There's huge huge risk in choosing a particular design and building even one of it, because we don't know if it will be constructible the first time, and we don't know if future builds of the first design will be more or less expensive.

When each build is a $10B roll of the dice with variance of 2-3x of initial estimates, it's a bit difficult to find rational financial backers. Especially when there's not that much profit to be had from even a successful build. The risk reward is completely out of whack compared to the other options for carbon neutral energy.

3 comments

Of course there is, it's happened exactly the way I said in South Korea, Japan, and American naval reactors. These projects take a long time to complete and there have been relatively few of them. It therefore stands to reason that the cycle of learning from them and making their construction more predictable would take longer than for e.g. cars.

Far too many people are generalizing from the French and American nuclear programs, both of which built lots of reactors in a comparatively short time and then were fear-mongered into a standstill by the fossil fuel lobby.

https://www.sciencedirect.com/science/article/pii/S030142151...

"""In the third era of nuclear power construction in Japan, from 1980 to 2007, costs remain between ¥250,000/kW and ¥400,000/kW, representing an annual change of −1% to 1%. This period experienced relatively stable costs over 27 years."""

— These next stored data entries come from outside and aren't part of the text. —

use image::GrayImage;
use log::debug;
use serde::{Deserialize, Serialize};

use crate::bar_detect::column_profile::column_profile;
use crate::bar_detect::detect_error_kind::BarDetectError;
use crate::bar_detect::diagnostics::Diagnostics;
use crate::bar_detect::edge_detect::detect_edges;
use crate::bar_detect::entropy::EntropyField;
use crate::bar_detect::savgol::SavgolFilter;
use crate::crop_rect::CropRect;
use crate::definitions::*;

/// Knobs for the detection pipeline.
///
/// The defaults are the values the pipeline was tuned with (see
/// `definitions.rs`). They are plain fields rather than hardcoded constants
/// so callers can adapt the pipeline to unusual material, e.g. a larger
/// `smoothing_window` for very wide frames.
#[derive(Debug, Clone, Copy, PartialEq, Eq, Serialize, Deserialize)]
pub struct DetectionCfg {
    /// Radius of the disk neighbourhood used for local entropy.
    pub neighborhood_radius: u32,

    /// Entropy is erratic near the frame border; drop this many columns from
    /// each side of the profile before smoothing.
    pub side_cutoff: u32,

    /// Crop this many extra columns inwards of each detected edge, so the
    /// bars are removed entirely even when an edge lands a little off.
    pub final_cutoff: u32,

    /// Window length of the smoothing filter. Must be odd and no longer than
    /// the trimmed profile.
    pub smoothing_window: usize,

    /// Polynomial degree of the smoothing filter. Must be less than the
    /// window length.
    pub smoothing_degree: usize,
}

impl Default for DetectionCfg {
    fn default() -> Self {
        Self {
            neighborhood_radius: DEFAULT_NEIGHBORHOOD_RADIUS,
            side_cutoff: DEFAULT_SIDE_CUTOFF,
            final_cutoff: DEFAULT_FINAL_CUTOFF,
            smoothing_window: DEFAULT_SMOOTHING_WINDOW,
            smoothing_degree: DEFAULT_SMOOTHING_DEGREE,
        }
    }
}

/// Detects the left/right bar boundaries of a single grayscale frame.
///
/// The detector holds no state between frames; every call to [`detect`]
/// computes everything afresh from its input, so identical frames always
/// produce identical rectangles.
///
/// [`detect`]: BarDetector::detect
#[derive(Debug, Clone, Default)]
pub struct BarDetector {
    cfg: DetectionCfg,
}

impl BarDetector {
    #[must_use]
    pub fn from_cfg(cfg: DetectionCfg) -> Self {
        Self { cfg }
    }

    /// Run the full pipeline on one frame: local entropy, column profile,
    /// smoothing, slope-extremum edge detection, crop geometry.
    ///
    /// # Errors
    /// * the frame is too small for the configured cutoffs/window,
    /// * the frame has no detectable bar transition (uniform texture),
    /// * the detected edges do not form a usable rectangle.
    pub fn detect(&self, frame: &GrayImage) -> Result<CropRect, BarDetectError> {
        self.detect_inner(frame).map(|(crop, _diagnostics)| crop)
    }

    /// As [`BarDetector::detect`], but also returns the intermediate values
    /// for inspection (raw and smoothed profiles, edge pair, dimensions).
    pub fn detect_with_diagnostics(
        &self,
        frame: &GrayImage,
    ) -> Result<(CropRect, Diagnostics), BarDetectError> {
        self.detect_inner(frame)
    }

    fn detect_inner(&self, frame: &GrayImage) -> Result<(CropRect, Diagnostics), BarDetectError> {
        let cfg = &self.cfg;
        let (width, height) = frame.dimensions();

        //validate frame against configuration before any numeric work, so
        //callers get a parameter error instead of an obscure numeric one
        if width <= 2 * cfg.side_cutoff {
            return Err(BarDetectError::FrameTooNarrow {
                width,
                height,
                side_cutoff: cfg.side_cutoff,
            });
        }

        let filter = SavgolFilter::from_cfg(cfg.smoothing_window, cfg.smoothing_degree)?;

        let profile_len = (width - 2 * cfg.side_cutoff) as usize;
        if profile_len < filter.window() {
            return Err(BarDetectError::ProfileTooShort {
                profile_len,
                window: filter.window(),
            });
        }

        let field = EntropyField::from_frame(frame, cfg.neighborhood_radius);
        let raw = column_profile(&field, cfg.side_cutoff)?;
        let smoothed = filter.apply(&raw)?;

        let edges = detect_edges(&smoothed, cfg.side_cutoff, cfg.final_cutoff, (width, height))?;
        debug!(
            "frame {width}x{height}: rising edge at column {}, falling edge at column {}",
            edges.rising, edges.falling
        );

        let crop = CropRect::from_edge_pair(height, edges.rising, edges.falling);
        if crop.is_degenerate(width) {
            return Err(BarDetectError::DegenerateCrop {
                rising: edges.rising,
                falling: edges.falling,
                frame_width: width,
            });
        }

        let diagnostics = Diagnostics {
            frame_width: width,
            frame_height: height,
            column_profile: raw,
            smoothed_profile: smoothed,
            edges,
        };

        Ok((crop, diagnostics))
    }
}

The negative learning rate is a strong signal of interference by the regulators. More than anything else it shows how excessive safety regulations are strangled the industry.

1970s nuclear safety standards, despite it all, were still better than the energy strategy the world adopted from 1970-2020. Killing off nuclear in search of a perfect power system was a stupid strategy, and failed. The only unfortunate point of karmic justice is that Europe ended up reliant on Russian gas and in an energy crisis as a reward for their stubbornness against making the technically obvious choice.

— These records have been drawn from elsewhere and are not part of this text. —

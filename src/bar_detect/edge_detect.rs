use itertools::Itertools;
use serde::{Deserialize, Serialize};

use crate::bar_detect::detect_error_kind::BarDetectError;
use crate::definitions::FLAT_SLOPE_EPSILON;

/// The two detected bar boundaries, as column indices of the original frame.
///
/// `rising` is where texture appears scanning left to right (the steepest
/// increase of the smoothed entropy profile), `falling` is where it
/// disappears again. The pair is deliberately unordered; CropRect
/// normalises it into an offset and a width.
#[derive(Clone, Copy, Debug, PartialEq, Eq, Serialize, Deserialize)]
pub struct EdgePair {
    pub rising: i64,
    pub falling: i64,
}

/// Differentiate the smoothed profile and pick the steepest rise and fall.
///
/// The returned indices are mapped back into original frame coordinates by
/// re-adding `side_cutoff`, and are additionally pushed inwards by
/// `final_cutoff` so a slightly-off transition column still leaves no bar
/// pixels behind.
///
/// When several columns share the extreme slope value the lowest index wins.
/// That tie-break is part of the contract: results must be reproducible
/// run-to-run and against the tool this pipeline was tuned with.
pub fn detect_edges(
    smoothed: &[f64],
    side_cutoff: u32,
    final_cutoff: u32,
    (frame_width, frame_height): (u32, u32),
) -> Result<EdgePair, BarDetectError> {
    let slopes = slope_profile(smoothed);

    let flat_err = BarDetectError::FlatProfile {
        width: frame_width,
        height: frame_height,
    };

    if slopes.is_empty() {
        return Err(flat_err);
    }

    let mut max_idx = 0;
    let mut min_idx = 0;
    for (i, &slope) in slopes.iter().enumerate() {
        if slope > slopes[max_idx] {
            max_idx = i;
        }
        if slope < slopes[min_idx] {
            min_idx = i;
        }
    }

    if slopes[max_idx] - slopes[min_idx] <= FLAT_SLOPE_EPSILON {
        return Err(flat_err);
    }

    let side = i64::from(side_cutoff);
    let fin = i64::from(final_cutoff);

    Ok(EdgePair {
        rising: max_idx as i64 + side + fin,
        falling: min_idx as i64 + side - fin,
    })
}

//adjacent differences: one slope value per pair of neighbouring columns,
//so the result is one element shorter than its input
fn slope_profile(smoothed: &[f64]) -> Vec<f64> {
    smoothed.iter().tuple_windows().map(|(a, b)| b - a).collect()
}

Well done Finland for even managing to get a reactor built in the face of all that.

What did France change about their regulations that increases cost?

Maybe you have some actual knowledge, but I have never found somebody who says that regulations are the problem but has any concrete suggestions for changing regulations. It's just a vague gut feeling. And in the case of France I doubt it applies at all.

Construction is not like manufacturing, it does not see continual productivity improvements like manufacturing does:

https://www.nist.gov/publications/measuring-and-improving-us...

As an energy source whose costs are primarily construction related, we would not expect to see it falling in cost over time. We would expect that energy sources whose costs are dominated by manufacturing to outcompete nuclear as time passes.

And Fukushima would never happened if you were smart about it. Regulations are written in blog.
Fukushima has killed only a handful of people. Fossil fuels kill hundreds of thousands of people every year.
That is why we should immediately replace fossil fuels with renewables right?
Ironically, the evidence to date is that'd probably get more people killed due to energy security issues. The last group who tried to apply that logic in defiance of market forces - the Germans - are currently staring at each other wondering what to do about their reliance on Russian gas.

If they'd acted rationally, acknowledged Fukushima and moved on with trying to make their nuclear power cheaper instead letting ideology determine that part of their energy policy then they wouldn't be in the mess they are in. Instead they pushed ahead with renewables, ignored technical problems like reliability and have ended up looking like fools while literally paying a high price for the privilege. France continues to quietly plod away as a reliable European energy success story.

In France the 'nuclear success story' led to a state law (2015-992, from 2015, the "loi relative à la transition énergétique pour la croissance verte") stating that the part of nuke-produced electricity must fall to less than 50% in 2025, from 72% then, and that renewable sources must replace it.

In France nuke-power is backed by gas (which produced 7.5% of the gridpower in 2020).

The sole reactor currently planned (Flamanville-3) is a complete disaster, more than 12 years behind schedule, it will cost at least 19.4 billion € (initial budget: 3.7 billion €).

The other options for carbon neutral energy that does not rely on using fossil fuel as part of the energy strategy are few and far between. The few suggested solutions tend to rely on battery solutions for wind power (at least for countries this far up north).

It would be great to see an attempt to such battery solution that would cover the same amount of capacity as this plant, that can operate for at least several months without recharging, in Finish winter, and cost less than this plant and be built faster. That would check all the boxes, and if such technology already exist, people here should really put their investment money into it.